Research Interests

Our research is in the general field of low temperature geochemistry of sedimentary rocks, with paleoceanography and continental paleoclimate being at the focus of our attention. The main objective is to understand and quantify past global changes that have occurred in the oceans and the continents on different time scales. We develop, establish and apply new geochemical tools that can serve as tracers of past environmental conditions and processes in the aquatic system with the view that actual field measurements of materials that store information about natural systems in the past provide the basis for understanding climate variability and for testing models and hypotheses in the fields of Earth Science.
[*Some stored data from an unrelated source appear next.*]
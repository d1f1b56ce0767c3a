use std::sync::Arc;

use axum::{
    Json, Router,
    extract::{Path, State},
    response::IntoResponse,
    routing::{get, patch, post},
};

use crate::auth::AuthUser;
use crate::server::AppState;
use crate::server::dto::{PrincipalDecisionRequest, StatusRequest};
use crate::server::extract::JsonBody;
use crate::server::response::{ApiError, ApiResponse, StoreOptionExt, StoreResultExt};
use crate::server::scope::{registration_view, registration_views};
use crate::server::students::{review_eligibility, student_rows};
use crate::server::validation::parse_status;
use crate::store::RegistrationFilter;
use crate::types::{Capability, PrincipalStatus};
use crate::workflow::Reviewer;
use crate::workflow::review::principal_decide;

pub fn principal_router() -> Router<Arc<AppState>> {
    Router::new()
        .route("/siswa", get(list_students))
        .route("/siswa/{user_id}/eligibility", post(update_eligibility))
        .route("/pendaftaran", get(list_registrations))
        .route("/pendaftaran/{id}", patch(decide_registration))
}

async fn list_students(
    auth: AuthUser,
    State(state): State<Arc<AppState>>,
) -> Result<impl IntoResponse, ApiError> {
    auth.require(Capability::VIEW_STUDENTS)?;
    Ok(Json(ApiResponse::success(student_rows(state.store.as_ref())?)))
}

async fn update_eligibility(
    auth: AuthUser,
    State(state): State<Arc<AppState>>,
    Path(user_id): Path<i64>,
    JsonBody(req): JsonBody<StatusRequest>,
) -> Result<impl IntoResponse, ApiError> {
    auth.require(Capability::PRINCIPAL_REVIEW)?;
    let updated = review_eligibility(state.store.as_ref(), Reviewer::Principal, user_id, req)?;
    Ok(Json(ApiResponse::success(updated)))
}

async fn list_registrations(
    auth: AuthUser,
    State(state): State<Arc<AppState>>,
) -> Result<impl IntoResponse, ApiError> {
    auth.require(Capability::VIEW_REGISTRATIONS)?;

    let regs = state
        .store
        .list_registrations(RegistrationFilter::All)
        .api_err("Failed to list registrations")?;

    Ok(Json(ApiResponse::success(registration_views(
        state.store.as_ref(),
        &regs,
    )?)))
}

async fn decide_registration(
    auth: AuthUser,
    State(state): State<Arc<AppState>>,
    Path(id): Path<i64>,
    JsonBody(req): JsonBody<PrincipalDecisionRequest>,
) -> Result<impl IntoResponse, ApiError> {
    auth.require(Capability::PRINCIPAL_REVIEW)?;
    let decision = parse_status(
        req.kepsek_status.as_deref(),
        "kepsekStatus",
        &PrincipalStatus::ALL,
        PrincipalStatus::parse,
    )?;

    let mut reg = state
        .store
        .get_registration(id)
        .api_err("Failed to get registration")?
        .or_not_found("Registration not found")?;

    principal_decide(&mut reg, decision, req.kepsek_alasan.as_deref())?;
    state
        .store
        .update_registration(&reg)
        .api_err("Failed to update registration")?;

    tracing::info!(registration = reg.id, %decision, "principal decision recorded");
    Ok(Json(ApiResponse::success(registration_view(
        state.store.as_ref(),
        &reg,
    )?)))
}
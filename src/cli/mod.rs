mod commands;
mod info;
mod init;
mod program;
mod user;

pub use commands::{AdminCommands, ProgramCommands, UserCommands};
pub use info::run_info;
pub use init::run_init;
pub use program::run_program_import;
pub use user::{run_user_add, run_user_list};

use crate::config::DB_FILE_NAME;
use crate::server::validation::{normalize_email, validate_email};
use crate::store::SqliteStore;

/// Initialize store from data directory, checking it exists
pub fn init_store(data_dir: &str) -> anyhow::Result<SqliteStore> {
    let data_path: std::path::PathBuf = data_dir.into();
    let db_path = data_path.join(DB_FILE_NAME);

    if !db_path.exists() {
        anyhow::bail!(
            "Database not found at {}. Run 'snbp admin init' first.",
            db_path.display()
        );
    }

    SqliteStore::new(&db_path).map_err(Into::into)
}

/// Normalized, validated account email.
fn account_email(raw: &str) -> anyhow::Result<String> {
    let email = normalize_email(raw);
    validate_email(&email).map_err(|e| anyhow::anyhow!(e.message))?;
    Ok(email)
}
The stable isotope content of biogenic phases provides the main instrument for the reconstruction of past variations in the climate system.
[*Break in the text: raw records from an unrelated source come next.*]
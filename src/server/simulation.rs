use std::sync::Arc;

use axum::{Json, Router, extract::State, response::IntoResponse, routing::post};

use crate::auth::AuthUser;
use crate::server::AppState;
use crate::server::dto::{SimulationRequest, SimulationResponse};
use crate::server::extract::JsonBody;
use crate::server::response::{ApiError, StoreResultExt};
use crate::server::scope::{Access, resolve_student};
use crate::types::Capability;
use crate::workflow::scoring::{Chance, simulation_score};

pub fn simulation_router() -> Router<Arc<AppState>> {
    Router::new().route("/", post(simulate))
}

/// Pre-registration self-check. Advisory only.
async fn simulate(
    auth: AuthUser,
    State(state): State<Arc<AppState>>,
    JsonBody(req): JsonBody<SimulationRequest>,
) -> Result<impl IntoResponse, ApiError> {
    let user = resolve_student(
        state.store.as_ref(),
        &auth,
        req.email.as_deref(),
        Access::Read(Capability::RUN_SIMULATION),
    )?;

    let profile = state
        .store
        .get_profile_by_user(user.id)
        .api_err("Failed to get student profile")?;

    let skor = match profile {
        Some(profile) => {
            let grades = state
                .store
                .list_grades(profile.id)
                .api_err("Failed to list grades")?;
            let achievements = state
                .store
                .list_achievements(profile.id)
                .api_err("Failed to list achievements")?;
            simulation_score(&grades, achievements.len())
        }
        None => 0.0,
    };

    Ok(Json(SimulationResponse {
        skor,
        kategori: Chance::from_score(skor),
        prodi1: req.prodi1.unwrap_or_default(),
        prodi2: req.prodi2.unwrap_or_default(),
    }))
}
use std::sync::Arc;

use axum::{
    Json, Router,
    extract::State,
    http::StatusCode,
    response::IntoResponse,
    routing::post,
};

use crate::auth::{PasswordHasher, validate_password};
use crate::error::Error;
use crate::server::AppState;
use crate::server::dto::{CredentialsRequest, LoginResponse, RegisterResponse, UserSummary};
use crate::server::extract::JsonBody;
use crate::server::response::{ApiError, StoreResultExt};
use crate::server::validation::{normalize_email, validate_email};
use crate::types::Role;

const INVALID_CREDENTIALS: &str = "Invalid email or password";

pub fn auth_router() -> Router<Arc<AppState>> {
    Router::new()
        .route("/register", post(register))
        .route("/login", post(login))
}

fn credentials(req: CredentialsRequest) -> Result<(String, String), ApiError> {
    let email = req.email.as_deref().map(normalize_email).unwrap_or_default();
    let password = req.password.unwrap_or_default();
    if email.is_empty() || password.is_empty() {
        return Err(ApiError::bad_request("Email and password are required"));
    }
    Ok((email, password))
}

/// Self-registration always creates a SISWA account.
async fn register(
    State(state): State<Arc<AppState>>,
    JsonBody(req): JsonBody<CredentialsRequest>,
) -> Result<impl IntoResponse, ApiError> {
    let (email, password) = credentials(req)?;
    validate_email(&email)?;
    validate_password(&password).map_err(ApiError::bad_request)?;

    let hash = PasswordHasher::new()
        .hash(&password)
        .api_err("Failed to hash password")?;

    let user = match state.store.create_user(&email, &hash, Role::Siswa) {
        Ok(user) => user,
        Err(Error::AlreadyExists) => {
            return Err(ApiError::conflict(
                "Email is already registered. Sign in or use another email.",
            ));
        }
        Err(e) => {
            tracing::error!("Failed to create user {email}: {e}");
            return Err(ApiError::internal("Failed to create user"));
        }
    };

    tracing::info!(user = user.id, "registered student account");

    Ok((
        StatusCode::CREATED,
        Json(RegisterResponse {
            message: "Registration successful",
            user: UserSummary::from(&user),
        }),
    ))
}

async fn login(
    State(state): State<Arc<AppState>>,
    JsonBody(req): JsonBody<CredentialsRequest>,
) -> Result<impl IntoResponse, ApiError> {
    let (email, password) = credentials(req)?;

    let user = state
        .store
        .get_user_by_email(&email)
        .api_err("Failed to get user")?
        .ok_or_else(|| ApiError::unauthorized(INVALID_CREDENTIALS))?;

    let matches = PasswordHasher::new()
        .verify(&password, &user.password_hash)
        .api_err("Failed to verify password")?;
    if !matches {
        return Err(ApiError::unauthorized(INVALID_CREDENTIALS));
    }

    let token = state.sessions.issue(&user).api_err("Failed to issue token")?;

    Ok(Json(LoginResponse {
        message: "Login successful",
        token,
        expires_in: state.sessions.ttl().num_seconds(),
        user: UserSummary::from(&user),
    }))
}
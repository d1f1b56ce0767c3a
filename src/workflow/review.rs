//! Registration review pipeline: counselor, principal, then admin finalization.
//!
//! Each step mutates a loaded [`Registration`] in place after checking its guard; persisting
//! the result is the caller's job.

use std::fmt;

use crate::types::{EligibilityStatus, PrincipalStatus, Registration, RegistrationStatus};

#[derive(Debug, Clone, PartialEq, Eq)]
pub enum ReviewError {
    /// Counselors can only forward registrations they accepted.
    NotAcceptedByCounselor,
    /// Rejecting on the principal side needs a written reason.
    MissingReason,
    /// Admin only finalizes registrations the principal approved.
    NotApprovedByPrincipal,
    /// Admin decision must be DITERIMA or DITOLAK.
    InvalidDecision(RegistrationStatus),
    /// Accepted choice must be 1 or 2.
    InvalidChoice(u8),
    /// Choice 2 accepted on a registration without a second program.
    NoSecondChoice,
}

impl fmt::Display for ReviewError {
    fn fmt(&self, f: &mut fmt::Formatter<'_>) -> fmt::Result {
        match self {
            ReviewError::NotAcceptedByCounselor => f.write_str(
                "Only registrations with status DITERIMA can be sent to the principal",
            ),
            ReviewError::MissingReason => {
                f.write_str("A reason is required when the principal rejects a registration")
            }
            ReviewError::NotApprovedByPrincipal => {
                f.write_str("Only registrations approved by the principal can be processed")
            }
            ReviewError::InvalidDecision(status) => {
                write!(f, "Selection status must be DITERIMA or DITOLAK, got {status}")
            }
            ReviewError::InvalidChoice(choice) => {
                write!(f, "Accepted choice must be 1 or 2, got {choice}")
            }
            ReviewError::NoSecondChoice => f.write_str("Registration has no second choice"),
        }
    }
}

impl std::error::Error for ReviewError {}

/// Review fields a fresh registration starts with.
#[derive(Debug, Clone, Copy, PartialEq, Eq)]
pub struct InitialReview {
    pub sent_to_principal: bool,
    pub principal_status: Option<PrincipalStatus>,
}

/// Students already approved as eligible get registrations that skip principal review.
#[must_use]
pub fn initial_review(eligibility: EligibilityStatus) -> InitialReview {
    if eligibility == EligibilityStatus::Eligible {
        InitialReview {
            sent_to_principal: true,
            principal_status: Some(PrincipalStatus::Disetujui),
        }
    } else {
        InitialReview {
            sent_to_principal: false,
            principal_status: None,
        }
    }
}

/// Counselors may set any selection status. Anything but acceptance drops the admitted program.
pub fn counselor_set_status(reg: &mut Registration, status: RegistrationStatus) {
    reg.status = status;
    if status != RegistrationStatus::Diterima {
        reg.accepted_program = None;
    }
}

pub fn forward_to_principal(reg: &mut Registration) -> Result<(), ReviewError> {
    if reg.status != RegistrationStatus::Diterima {
        return Err(ReviewError::NotAcceptedByCounselor);
    }
    reg.sent_to_principal = true;
    reg.principal_status = Some(PrincipalStatus::BelumDitinjau);
    Ok(())
}

/// Any principal decision marks the registration as sent. The reason is kept only on rejection,
/// and the admitted program only on approval.
pub fn principal_decide(
    reg: &mut Registration,
    decision: PrincipalStatus,
    reason: Option<&str>,
) -> Result<(), ReviewError> {
    let reason = reason.map(str::trim).filter(|r| !r.is_empty());

    if decision == PrincipalStatus::Ditolak && reason.is_none() {
        return Err(ReviewError::MissingReason);
    }

    reg.sent_to_principal = true;
    reg.principal_status = Some(decision);
    reg.principal_reason = match decision {
        PrincipalStatus::Ditolak => reason.map(str::to_string),
        _ => None,
    };
    if decision != PrincipalStatus::Disetujui {
        reg.accepted_program = None;
    }
    Ok(())
}

#[derive(Debug, Clone, PartialEq, Eq)]
pub struct Finalization {
    pub status: RegistrationStatus,
    /// Program the student was admitted to, if accepted.
    pub accepted_program: Option<String>,
}

/// Admin decision. Accepting choice 2 moves it into choice 1 and clears choice 2, so the
/// admitted program is always readable from `choice1_program`; `accepted_program` records it
/// explicitly as well.
pub fn finalize(
    reg: &mut Registration,
    decision: RegistrationStatus,
    accepted_choice: Option<u8>,
) -> Result<Finalization, ReviewError> {
    if reg.principal_status != Some(PrincipalStatus::Disetujui) {
        return Err(ReviewError::NotApprovedByPrincipal);
    }

    match decision {
        RegistrationStatus::Diterima => {
            let choice = accepted_choice.unwrap_or(1);
            match choice {
                1 => {}
                2 => {
                    let second = reg.choice2_program.take().ok_or(ReviewError::NoSecondChoice)?;
                    reg.choice1_program = second;
                }
                other => return Err(ReviewError::InvalidChoice(other)),
            }
            reg.accepted_program = Some(reg.choice1_program.clone());
        }
        RegistrationStatus::Ditolak => {
            reg.accepted_program = None;
        }
        RegistrationStatus::Menunggu => return Err(ReviewError::InvalidDecision(decision)),
    }

    reg.status = decision;
    Ok(Finalization {
        status: decision,
        accepted_program: reg.accepted_program.clone(),
    })
}

/// Outcome shown on the public announcement lookup.
#[derive(Debug, Clone, Copy, PartialEq, Eq, serde::Serialize)]
pub enum Outcome {
    #[serde(rename = "lulus")]
    Lulus,
    #[serde(rename = "tidak lulus")]
    TidakLulus,
    #[serde(rename = "pending")]
    Pending,
}

#[must_use]
pub fn outcome(reg: &Registration) -> Outcome {
    let principal = reg.principal_status;
    if reg.status == RegistrationStatus::Diterima && principal == Some(PrincipalStatus::Disetujui)
    {
        Outcome::Lulus
    } else if reg.status == RegistrationStatus::Ditolak
        || principal == Some(PrincipalStatus::Ditolak)
    {
        Outcome::TidakLulus
    } else {
        Outcome::Pending
    }
}
use chrono::{Duration, Utc};
use jsonwebtoken::{Algorithm, DecodingKey, EncodingKey, Header, Validation, decode, encode};
use serde::{Deserialize, Serialize};

use crate::error::{Error, Result};
use crate::types::{Role, User};

/// Claims carried by a session token.
#[derive(Debug, Clone, Serialize, Deserialize, PartialEq, Eq)]
pub struct Claims {
    /// User id.
    pub sub: i64,
    pub email: String,
    pub role: Role,
    pub iat: i64,
    pub exp: i64,
}

/// HS256 signing keys plus the lifetime of issued tokens.
#[derive(Clone)]
pub struct SessionKeys {
    encoding: EncodingKey,
    decoding: DecodingKey,
    ttl: Duration,
}

impl SessionKeys {
    #[must_use]
    pub fn new(secret: &str, ttl: Duration) -> Self {
        Self {
            encoding: EncodingKey::from_secret(secret.as_bytes()),
            decoding: DecodingKey::from_secret(secret.as_bytes()),
            ttl,
        }
    }

    #[must_use]
    pub fn ttl(&self) -> Duration {
        self.ttl
    }

    pub fn issue(&self, user: &User) -> Result<String> {
        let now = Utc::now();
        let claims = Claims {
            sub: user.id,
            email: user.email.clone(),
            role: user.role,
            iat: now.timestamp(),
            exp: (now + self.ttl).timestamp(),
        };
        self.sign(&claims)
    }

    fn sign(&self, claims: &Claims) -> Result<String> {
        encode(&Header::new(Algorithm::HS256), claims, &self.encoding)
            .map_err(|e| Error::Config(format!("failed to sign session token: {e}")))
    }

    pub fn verify(&self, token: &str) -> Result<Claims> {
        let mut validation = Validation::new(Algorithm::HS256);
        validation.leeway = 0;

        decode::<Claims>(token, &self.decoding, &validation)
            .map(|data| data.claims)
            .map_err(|e| match e.kind() {
                jsonwebtoken::errors::ErrorKind::ExpiredSignature => Error::TokenExpired,
                _ => Error::InvalidToken,
            })
    }
}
We conduct our research mainly in the following directions:

  • Reconstruction of Southern Ocean surface water characteristics using oxygen, carbon and nitrogen isotopes in deep-sea cores diatoms.
  • The use of oxygen isotopes in diatom from lake sediments to reconstruct continental paleoclimate.
  • The buildup of the isotopic signal in the newly formed coral skeleton and the use of corals as recorders of the environment, using oxygen and carbon isotopes in the skeleton and carbon and nitrogen isotopes in the soft tissue. The response of corals to Ocean Acidification through it stables isotopes.
  • Developing two new tools in paleoceanography: (a) the use of oxygen isotopes in Radiolarian and (b) the use of vermetid reefs from the Mediterranean to reconstruct past sea surface temperature, productivity, CO2 invasion and continental runoff.

Currently we study the effects of the anthropogenic stress on the marine environments by reconstructions of short-term (10-2000 yrs) conditions that were affected either by natural processes or by human activity. This involves eutrophication processes in the Gulf of Eilat (corals) and in the Mediterranean basins(vermetid reefs) and the global potential effect of Ocean Acidification.